Chicago is represented acutally pretty well through the decades. When one thinks of Chicago, they usually think of two Chicago's, the burbs and the city. John Hughes was king of the burbs in the 1980s and early 90s. He did potray the burbs and midwestern values pretty well with all his flicks. As for as Chicago the city, it was usually potrayed as gritty, crime ridden, etc. in the 1980s. The only one that really showcased the city, was probably the biggest Chicago movie ever made, Ferris Buehler. 
A lot of movies in 2000 show how Chicago has moved from a blue collar city to a white collar city. Anyways, here are my Top 5 Chicago movies

1. Ferris
2. Fugitive
3. Blues Brothers
4. Untouchables
5. Kissing a Fool


----------



## gladisimo (Dec 11, 2006)

^^ Don't forget ER - my favorite TV show of the 90s!



TenRot said:


> When it comes to my state in the US, no.

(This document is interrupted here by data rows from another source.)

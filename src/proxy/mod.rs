//! Upstream relay subsystem.
//!
//! # Data Flow
//! ```text
//! Dispatcher (route + gates passed)
//!     → forwarder.rs (rewrite URI, normalize headers, relay, map failures)
//!     → upstream.rs (name → base address)
//!     → upstream service
//! ```

pub mod forwarder;
pub mod upstream;

pub use forwarder::{ForwardContext, Forwarder, ForwarderSettings};
pub use upstream::{Upstream, UpstreamRegistry};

We're perceived to be a prep's utopia.


Better prep's utopia than a pot smoking, constantly high, and so smug we smell own farts gay capital of the world...

As for my actual city, I doubt many people in the world know it, even some people in the Bay Area don't know where it is.


----------



## Delirium (Oct 8, 2005)

Jaeger said:


> Lots of Zombies in London of late.


what else is new? :tongue3:


----------



## Irwell (May 22, 2006)

The last film I can think of that had Manchester in it at all was 28 days later. The whole city was on fire. Nice. We've been used as a New York set a few times too, but no actual movies set here I don't think.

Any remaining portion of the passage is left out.